Grief 5 slaagt. [appellant] heeft voldoende onderbouwd dat hij kosten als bedoeld in artikel 6:96 BW heeft gemaakt. [geïntimeerde] heeft dat niet betwist. Wat betreft de hoogte van de kosten zoekt het hof aansluiting bij het Besluit vergoeding voor buitengerechtelijke incassokosten. Het aan buitengerechtelijke kosten verschuldigde bedrag zal worden aangepast aan het totale in hoofdsom toe te wijzen bedrag. Dit leidt tot toewijzing van een bedrag van € 1.286,61 inclusief btw.
Bewijsaanbod
4.27.
[geïntimeerde] heeft geen (voldoende concrete) stellingen te bewijzen aangeboden die, indien bewezen, kunnen leiden tot andere beslissingen. Zijn bewijsaanbod wordt gepasseerd.
Conclusie
4.28.
De grieven slagen zodoende ten dele, immers wat betreft de gevorderde boeteregeling bij vertraging, huurderving en een deel van de gevorderde kosten voor bouwbegeleiding voor het appartement aan de [straatnaam 1] 34-III/IV en de buitengerechtelijke incassokosten. Zij leiden dus tot een gedeeltelijke vernietiging van het bestreden vonnis.
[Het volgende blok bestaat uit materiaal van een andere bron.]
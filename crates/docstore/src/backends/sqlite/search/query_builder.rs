//! SQL query builder for structured searches.
//!
//! Translates a [`Search`] into parameterized SQL against `doc_values` and
//! `doc_keys`. Operands are always bound, never spliced into the statement.
//! Placeholders are positional (`?`), so a fragment's parameters must stay in
//! the same order as its placeholders.
//!
//! Every expression is evaluated against its own alias of `doc_values`
//! (`v0`, `v1`, ...), joined on `doc_key`, so each expression must be
//! satisfied by a single stored row while different expressions may be
//! satisfied by different rows of the same document.

use chrono::{Duration, NaiveTime, TimeZone, Utc};

use crate::document::codec::{format_date, Datatype};
use crate::error::QueryError;
use crate::search::DatatypeRegistry;
use crate::types::{
    AggregateFunction, Column, Connective, DateMatch, Expression, MatchType, Number, Predicate,
    Search, Value,
};

/// A fragment of SQL with bound parameters.
#[derive(Debug, Clone, Default)]
pub struct SqlFragment {
    /// The SQL clause.
    pub sql: String,
    /// Bound parameter values.
    pub params: Vec<SqlParam>,
}

/// A bound SQL parameter.
#[derive(Debug, Clone, PartialEq)]
pub enum SqlParam {
    /// String parameter.
    String(String),
    /// Integer parameter.
    Integer(i64),
    /// Float parameter.
    Float(f64),
}

impl SqlParam {
    /// Creates a string parameter.
    pub fn string(s: impl Into<String>) -> Self {
        SqlParam::String(s.into())
    }

    /// Creates an integer parameter.
    pub fn integer(i: i64) -> Self {
        SqlParam::Integer(i)
    }

    /// Creates a float parameter.
    pub fn float(f: f64) -> Self {
        SqlParam::Float(f)
    }
}

impl rusqlite::ToSql for SqlParam {
    fn to_sql(&self) -> rusqlite::Result<rusqlite::types::ToSqlOutput<'_>> {
        match self {
            SqlParam::String(s) => s.to_sql(),
            SqlParam::Integer(i) => i.to_sql(),
            SqlParam::Float(f) => f.to_sql(),
        }
    }
}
Het door [geïntimeerde] aan [appellant] te betalen bedrag dient te worden vastgesteld op € 22.462,73, naast het reeds door de rechtbank toegewezen bedrag van € 6.368,29, en op € 1.286,61 aan buitengerechtelijke incassokosten in plaats van het door de rechtbank toegewezen bedrag van € 40,00. Om proceseconomische redenen zal het bestreden vonnis geheel worden vernietigd. [geïntimeerde] zal als de in het ongelijk gestelde partij worden veroordeeld in de kosten van het geding in beide instanties.

5.Beslissing

Het hof:
vernietigt het bestreden vonnis;
en opnieuw rechtdoende:
veroordeelt [geïntimeerde] om aan [appellant] te betalen een bedrag van € 28.831,02 inclusief btw, vermeerderd met de wettelijke rente als bedoeld in artikel 6:119 BW over dat bedrag met ingang van 7 april 2021 tot de dag van volledige betaling;
veroordeelt [geïntimeerde] om aan [appellant] te betalen een bedrag van € 1.286,61 aan buitengerechtelijke incassokosten, vermeerderd met de wettelijke rente als bedoeld in artikel 6:119 BW over dat bedrag met ingang van 7 april 2021 tot de dag van volledige betaling;
veroordeelt [geïntimeerde] in de kosten van het geding in beide instanties, in eerste aanleg aan de zijde van [appellant] begroot op € 1.055,83 aan verschotten en € 2.228,00 voor salaris en in hoger beroep tot op heden op € 910,43 aan verschotten en € 4.314,00 voor salaris;
verklaart deze veroordelingen uitvoerbaar bij voorraad;
wijst af het meer of anders gevorderde.
Dit arrest is gewezen door mrs. J.C.W. Rang, E.J. Bellaart en M.A.J.G. Janssen en door de rolraadsheer in het openbaar uitgesproken op 12 maart 2024.